Task material:
//! Session relay machinery.
//!
//! This module provides:
//! - the identity-indexed session registry with stale-session eviction
//! - the bidirectional relay engine
//! - the accept loop that pairs terminated sessions with upstream
//!   connections
//!
//! ## Architecture
//!
//! ```text
//! Client ==(encrypted)==> PskListener -> RelayServer -> SessionRegistry
//!                                             |
//!                                       upstream dial
//!                                             |
//!                                        relay engine  <-> upstream (plaintext)
//! ```

mod acceptor;
mod registry;
mod relay_engine;

pub use acceptor::{RelayServer, RelayStats, DEFAULT_CONNECT_TIMEOUT};
pub use registry::{SessionHandle, SessionRegistry};
pub use relay_engine::relay;
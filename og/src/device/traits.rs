//! Capability traits for remote device subsystems
//!
//! Each trait is one remote capability. Calls are blocking round-trips on a
//! real device, so callers bound them with a timeout.

use std::path::Path;

use async_trait::async_trait;

use super::error::DeviceError;
use super::types::{DataFields, FocusTarget, MicroEvent, ObjectSnapshot};

/// Text-to-speech
#[async_trait]
pub trait Speech: Send + Sync {
    async fn say(&self, text: &str) -> Result<(), DeviceError>;
}

/// Joint control
#[async_trait]
pub trait Motion: Send + Sync {
    /// Set stiffness of a body part (0.0 limp, 1.0 rigid)
    async fn set_stiffness(&self, part: &str, value: f32) -> Result<(), DeviceError>;

    /// Move the joints of a body part to absolute angles, in radians
    async fn set_angles(&self, part: &str, angles: &[f32]) -> Result<(), DeviceError>;
}

/// Object and gesture tracker
#[async_trait]
pub trait GestureTracker: Send + Sync {
    /// Start (or restart) the tracker on a camera
    async fn start_tracker(&self, fps: u32, camera_id: i32) -> Result<(), DeviceError>;

    /// Stop the tracker without deleting object kinds
    async fn stop_tracker(&self) -> Result<(), DeviceError>;

    async fn add_gesture(&self, name: &str, keypoints: &[i32]) -> Result<(), DeviceError>;

    async fn remove_gesture(&self, name: &str) -> Result<(), DeviceError>;

    /// Follow an object with head movements; false if the target is unknown
    async fn focus_object(&self, target: FocusTarget) -> Result<bool, DeviceError>;

    async fn stop_focus(&self) -> Result<(), DeviceError>;

    /// Load a dataset as a new object kind, returning the number of images
    async fn load_dataset(&self, path: &Path) -> Result<usize, DeviceError>;

    /// Raise micro-event `name` for object `slot`; false if refused
    async fn track_object(&self, name: &str, slot: i32) -> Result<bool, DeviceError>;

    async fn remove_object_kind(&self, slot: i32) -> Result<(), DeviceError>;

    async fn object_list(&self, fields: DataFields) -> Result<Vec<ObjectSnapshot>, DeviceError>;

    /// Data for each requested slot, `None` where the object is untracked
    async fn object_data(&self, slots: &[i32], fields: DataFields) -> Result<Vec<Option<ObjectSnapshot>>, DeviceError>;
}

/// Micro-event subscription management
#[async_trait]
pub trait EventBus: Send + Sync {
    /// Deliver events raised under `key` to `method` of module `handler`
    async fn subscribe(&self, key: &str, handler: &str, method: &str) -> Result<(), DeviceError>;

    async fn unsubscribe(&self, key: &str) -> Result<(), DeviceError>;
}

/// A module that receives micro-events
///
/// Called from the event bus's own delivery task, never from the caller
/// that subscribed.
pub trait EventHandler: Send + Sync {
    fn on_event(&self, method: &str, event: MicroEvent);
}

About this exercise: Line by line, the data should be returned exactly as written.

Exercise response:
//! Session relay machinery.
//!
//! This module provides:
//! - the identity-indexed session registry with stale-session eviction
//! - the bidirectional relay engine
//! - the accept loop that pairs terminated sessions with upstream
//!   connections
//!
//! ## Architecture
//!
//! ```text
//! Client ==(encrypted)==> PskListener -> RelayServer -> SessionRegistry
//!                                             |
//!                                       upstream dial
//!                                             |
//!                                        relay engine  <-> upstream (plaintext)
//! ```

mod acceptor;
mod registry;
mod relay_engine;

pub use acceptor::{RelayServer, RelayStats, DEFAULT_CONNECT_TIMEOUT};
pub use registry::{SessionHandle, SessionRegistry};
pub use relay_engine::relay;
filename og/src/device/traits.rs
//! Capability traits for remote device subsystems
//!
//! Each trait is one remote capability. Calls are blocking round-trips on a
//! real device, so callers bound them with a timeout.

use std::path::Path;

use async_trait::async_trait;

use super::error::DeviceError;
use super::types::{DataFields, FocusTarget, MicroEvent, ObjectSnapshot};

/// Text-to-speech
#[async_trait]
pub trait Speech: Send + Sync {
    async fn say(&self, text: &str) -> Result<(), DeviceError>;
}

/// Joint control
#[async_trait]
pub trait Motion: Send + Sync {
    /// Set stiffness of a body part (0.0 limp, 1.0 rigid)
    async fn set_stiffness(&self, part: &str, value: f32) -> Result<(), DeviceError>;

    /// Move the joints of a body part to absolute angles, in radians
    async fn set_angles(&self, part: &str, angles: &[f32]) -> Result<(), DeviceError>;
}

/// Object and gesture tracker
#[async_trait]
pub trait GestureTracker: Send + Sync {
    /// Start (or restart) the tracker on a camera
    async fn start_tracker(&self, fps: u32, camera_id: i32) -> Result<(), DeviceError>;

    /// Stop the tracker without deleting object kinds
    async fn stop_tracker(&self) -> Result<(), DeviceError>;

    async fn add_gesture(&self, name: &str, keypoints: &[i32]) -> Result<(), DeviceError>;

    async fn remove_gesture(&self, name: &str) -> Result<(), DeviceError>;

    /// Follow an object with head movements; false if the target is unknown
    async fn focus_object(&self, target: FocusTarget) -> Result<bool, DeviceError>;

    async fn stop_focus(&self) -> Result<(), DeviceError>;

    /// Load a dataset as a new object kind, returning the number of images
    async fn load_dataset(&self, path: &Path) -> Result<usize, DeviceError>;

    /// Raise micro-event `name` for object `slot`; false if refused
    async fn track_object(&self, name: &str, slot: i32) -> Result<bool, DeviceError>;

    async fn remove_object_kind(&self, slot: i32) -> Result<(), DeviceError>;

    async fn object_list(&self, fields: DataFields) -> Result<Vec<ObjectSnapshot>, DeviceError>;

    /// Data for each requested slot, `None` where the object is untracked
    async fn object_data(&self, slots: &[i32], fields: DataFields) -> Result<Vec<Option<ObjectSnapshot>>, DeviceError>;
}

/// Micro-event subscription management
#[async_trait]
pub trait EventBus: Send + Sync {
    /// Deliver events raised under `key` to `method` of module `handler`
    async fn subscribe(&self, key: &str, handler: &str, method: &str) -> Result<(), DeviceError>;

    async fn unsubscribe(&self, key: &str) -> Result<(), DeviceError>;
}

/// A module that receives micro-events
///
/// Called from the event bus's own delivery task, never from the caller
/// that subscribed.
pub trait EventHandler: Send + Sync {
    fn on_event(&self, method: &str, event: MicroEvent);
}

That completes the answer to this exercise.